Not sure who needs to hear this, but in case anyone runs into this problem, you can create a list of commit hashes that `git blame` will ignore. Commit all of your formatting changes in one push and then put its hash in the ignore file.
https://git-scm.com/docs/git-blame#Documentation/git-blame.t...
This feature was created as a direct response to automated formatters like Prettier!
One other subtle interaction that is hard to live without now: watching code shift with format-on-save is the fastest feedback on whether code will build/run. Don’t need to look at another console for a syntax error almost ever.
From a practical standpoint, I disagree with the idea that coding style is just "bikeshedding". Coding style has a DRAMATIC impact on how readable code is and therefore how easy it is to understand. In my experience, fighting to keep code understandable is one of the most difficult and important parts of software engineering. In particular, by not allowing the user to change indentation style Prettier makes JavaScript much more difficult to read.

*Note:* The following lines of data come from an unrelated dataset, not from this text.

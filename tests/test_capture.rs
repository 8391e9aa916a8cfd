use warning_capture::{
    Action, CaptureError, EscalatedWarning, FilterRule, FilterState, REPORT_CODE, TestItem,
    TestSession, Warning, WarningCapture, WarningReport, WarningsConfig,
};

fn session(options: &[&str], config: &[&str]) -> TestSession {
    let capture = WarningCapture::default()
        .with_option_filters(options.iter().map(|s| s.to_string()).collect())
        .with_config_filters(config.iter().map(|s| s.to_string()).collect());
    TestSession::new(capture)
}

fn item() -> TestItem {
    TestItem::new("tests/test_api.rs::test_call").with_location("tests/test_api.rs", 12)
}

#[test]
fn test_unfiltered_warning_is_reported_once_with_location() {
    let mut session = session(&[], &[]);
    let user = session.category("UserWarning").unwrap();

    session
        .run(&item(), |scope| {
            scope
                .warn_explicit(
                    Warning::at(user.clone(), "something odd", "src/api.rs", 40)
                        .with_source_line("    odd();"),
                )
                .unwrap();
        })
        .unwrap();

    let entries = session.report().entries();
    assert_eq!(entries.len(), 1);
    assert_eq!(entries[0].code, REPORT_CODE);
    assert_eq!(
        entries[0].message,
        "src/api.rs:40: UserWarning: something odd\n  odd();\n"
    );
    assert_eq!(
        entries[0].location,
        "in tests/test_api.rs:12 the following warning was recorded:\n"
    );
}

#[test]
fn test_ignore_filter_suppresses_only_matching_deprecations() {
    let mut session = session(&[], &["ignore:.*deprecated.*:DeprecationWarning::"]);
    let deprecation = session.category("DeprecationWarning").unwrap();
    let user = session.category("UserWarning").unwrap();

    session
        .run(&item(), |scope| {
            scope
                .warn(deprecation.clone(), "call() is deprecated, use invoke()")
                .unwrap();
            scope.warn(deprecation.clone(), "unrelated notice").unwrap();
            scope.warn(user.clone(), "this is deprecated too").unwrap();
        })
        .unwrap();

    let messages: Vec<&str> = session
        .report()
        .entries()
        .iter()
        .map(|e| e.message.as_str())
        .collect();
    assert_eq!(messages.len(), 2);
    assert!(messages[0].contains("DeprecationWarning: unrelated notice"));
    assert!(messages[1].contains("UserWarning: this is deprecated too"));
}

#[test]
fn test_duplicate_warning_recorded_once_by_default() {
    let mut session = session(&[], &[]);
    let user = session.category("UserWarning").unwrap();
    let emit = || Warning::at(user.clone(), "dup", "src/lib.rs", 5);

    let recorded = session
        .run(&item(), |scope| {
            scope.warn_explicit(emit()).unwrap();
            scope.warn_explicit(emit()).unwrap();
            scope.log().len()
        })
        .unwrap();

    assert_eq!(recorded, 1);
    assert_eq!(session.report().len(), 1);
}

#[test]
fn test_always_filter_overrides_once_baseline() {
    let mut session = session(&[], &["always"]);
    let user = session.category("UserWarning").unwrap();

    session
        .run(&item(), |scope| {
            for _ in 0..3 {
                scope
                    .warn_explicit(Warning::at(user.clone(), "dup", "src/lib.rs", 5))
                    .unwrap();
            }
        })
        .unwrap();

    assert_eq!(session.report().len(), 3);
}

#[test]
fn test_config_filters_outrank_option_filters() {
    let mut session = session(&["error::UserWarning"], &["ignore::UserWarning"]);
    let user = session.category("UserWarning").unwrap();

    let outcome = session
        .run(&item(), |scope| scope.warn(user.clone(), "loud"))
        .unwrap();

    assert!(outcome.is_ok(), "config ignore should win over -W error");
    assert!(session.report().is_empty());
}

#[test]
fn test_option_filters_match_literally() {
    let mut session = session(&["ignore:a.b"], &[]);
    let user = session.category("UserWarning").unwrap();

    session
        .run(&item(), |scope| {
            scope.warn(user.clone(), "a.b literal").unwrap();
            scope.warn(user.clone(), "axb not literal").unwrap();
        })
        .unwrap();

    assert_eq!(session.report().len(), 1);
    assert!(session.report().entries()[0].message.contains("axb not literal"));
}

#[test]
fn test_error_action_fails_the_test_body_not_the_capture() {
    let mut session = session(&[], &["error::RuntimeWarning"]);
    let runtime = session.category("RuntimeWarning").unwrap();

    let outcome: Result<(), EscalatedWarning> = session
        .run(&item(), |scope| {
            scope.warn(runtime.clone(), "overflow")?;
            Ok(())
        })
        .unwrap();

    let err = outcome.unwrap_err();
    assert_eq!(err.to_string(), "RuntimeWarning: overflow");
    assert!(session.report().is_empty());
}

#[test]
fn test_filters_do_not_leak_between_tests() {
    let registry = warning_capture::CategoryRegistry::default();
    let mut state = FilterState::new();
    state.insert(FilterRule::parse("ignore::ResourceWarning", &registry).unwrap());
    let before = state.clone();

    let mut session = session(&[], &["error"]).with_state(state);
    let user = session.category("UserWarning").unwrap();

    let first = session
        .run(&item(), |scope| {
            assert_eq!(scope.state().filters().len(), 3);
            scope.warn(user.clone(), "a").is_err()
        })
        .unwrap();
    assert!(first);
    assert_eq!(session.state(), &before);

    let plain = WarningCapture::default();
    let mut report = WarningReport::new();
    let mut state = session.state().clone();
    let second = plain
        .around(&mut state, &item(), &mut report, |scope| {
            scope.warn(user.clone(), "a").is_err()
        })
        .unwrap();
    assert!(!second, "error filter from the previous test must be gone");
    assert_eq!(report.len(), 1);
    assert_eq!(state, before);
}

#[test]
fn test_same_warning_reported_again_in_next_test() {
    let mut session = session(&[], &[]);
    let user = session.category("UserWarning").unwrap();

    for _ in 0..2 {
        session
            .run(&item(), |scope| {
                scope
                    .warn_explicit(Warning::at(user.clone(), "again", "src/lib.rs", 1))
                    .unwrap();
            })
            .unwrap();
    }

    assert_eq!(session.report().len(), 2);
}

#[test]
fn test_bad_spec_is_setup_error_and_body_never_runs() {
    let mut session = session(&[], &["ignore::NotARealWarning::"]);
    let before = session.state().clone();
    let mut ran = false;

    let result = session.run(&item(), |_| ran = true);

    assert!(matches!(result, Err(CaptureError::Filter(_))));
    let message = result.unwrap_err().to_string();
    assert!(message.contains("ignore::NotARealWarning::"));
    assert!(!ran);
    assert_eq!(session.state(), &before);
}

#[test]
fn test_panicking_body_still_reports_and_restores() {
    let capture = WarningCapture::default();
    let user = capture.registry().lookup("UserWarning").unwrap();
    let mut state = FilterState::new();
    let mut report = WarningReport::new();

    let result = std::panic::catch_unwind(std::panic::AssertUnwindSafe(|| {
        capture.around(&mut state, &item(), &mut report, |scope| {
            scope.warn(user.clone(), "before the crash").unwrap();
            panic!("assertion failed in test body");
        })
    }));

    assert!(result.is_err());
    assert_eq!(report.len(), 1);
    assert!(report.entries()[0].message.contains("before the crash"));
    assert_eq!(state, FilterState::new());
}

#[test]
fn test_annotation_falls_back_to_fspath_then_empty() {
    let capture = WarningCapture::default();
    let user = capture.registry().lookup("UserWarning").unwrap();
    let mut state = FilterState::new();
    let mut report = WarningReport::new();

    let by_path = TestItem::new("t1").with_fspath("tests/test_io.rs");
    capture
        .around(&mut state, &by_path, &mut report, |scope| {
            scope.warn(user.clone(), "one").unwrap();
        })
        .unwrap();
    capture
        .around(&mut state, &TestItem::new("t2"), &mut report, |scope| {
            scope.warn(user.clone(), "two").unwrap();
        })
        .unwrap();

    assert_eq!(
        report.entries()[0].location,
        "in tests/test_io.rs the following warning was recorded:\n"
    );
    assert_eq!(report.entries()[1].location, "");
}

#[test]
fn test_config_categories_are_registered() {
    let config = warning_capture::config::parse_config(
        r#"
[warnings]
filterwarnings = "ignore::PluginWarning"

[[warnings.categories]]
name = "PluginWarning"
parent = "UserWarning"
"#,
    )
    .unwrap();
    let capture = WarningCapture::from_config(Vec::new(), &config).unwrap();
    let plugin = capture.registry().lookup("PluginWarning").unwrap();
    let mut session = TestSession::new(capture);

    session
        .run(&item(), |scope| scope.warn(plugin.clone(), "hidden").unwrap())
        .unwrap();
    assert!(session.report().is_empty());
}

#[test]
fn test_config_with_unknown_parent_fails() {
    let mut config = WarningsConfig::default();
    config.categories.push(warning_capture::config::CategoryDef {
        name: "Orphan".to_string(),
        parent: "Missing".to_string(),
    });
    assert!(matches!(
        WarningCapture::from_config(Vec::new(), &config),
        Err(CaptureError::Category(_))
    ));
}

#[test]
fn test_scope_simplefilter_within_body() {
    let mut session = session(&[], &[]);
    let user = session.category("UserWarning").unwrap();
    let registry = warning_capture::CategoryRegistry::default();

    session
        .run(&item(), |scope| {
            scope.simplefilter(Action::Ignore, &registry);
            scope.warn(user.clone(), "muted").unwrap();
        })
        .unwrap();

    assert!(session.report().is_empty());
    assert!(session.state().filters().is_empty());
}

From a social standpoint, I think that by labeling things "bikeshedding", Prettier represents a toxic approach to team dynamics. Just because something isn't important to you doesn't mean that it's not essential to someone else.
IMHO, Prettier was a massive setback for the JavaScript community.
Have you ever worked in a large team where everybody has their own idea on how code should be formatted? If not, then I can understand your position.
Do you get to review PRs where formatting changes make majority of the changes? Because some people don't use code formatters, others do but use different rules from each other. You may call this freedom, others may call it hell.
I'm opposed to doing that without getting buy in from the team. IMHO it's important to figure out whats important to the different developers on your team and finding a set of rules that works for them; as opposed to just adopting something that makes some people happy and tanks other people's productivity.
Code style is a Pareto-optimal problem space: what one person finds readable may look like complete chaos to someone else. There’s no objective truth, and that’s why I believe that in a project involving multiple people, spending time on this is largely a waste of time.
Linters can enforce code formatting? Indentation and such.
> I'm opposed to doing that without getting buy in from the team.
That is generally a good principle for adopting any tool and not specific to Prettier or any other code formatter.
I have to admit I am somewhat confused about your objections to Prettier in particular.
The problem with this as an argument is that its opposite is equally valid.
Team dynamics are definitionally not about the concerns of the individual. The team is not helped by one person's insistence on handcrafted whitespace.
I’m way more open to adopting coding style that’s not my personal taste as long as it’s consistent and tools like prettier really help with that.
Prettier allows configuring the indentation style (tabs/spaces) and indentation size, see https://prettier.io/docs/configuration#editorconfig.
(a || b) && c --> a || b && c
which then gets interpreted as
a || (b && c)
My personal pet peeve is python's formatter named "black" (mentioned in TLA) that converts this:
important_numbers = {
"x": 3,
"y": 42, # Answer to the Ultimate Question!
"z": 2
}
into this: important_numbers = {"x": 3, "y": 42, "z": 2} # Answer to the Ultimate Question!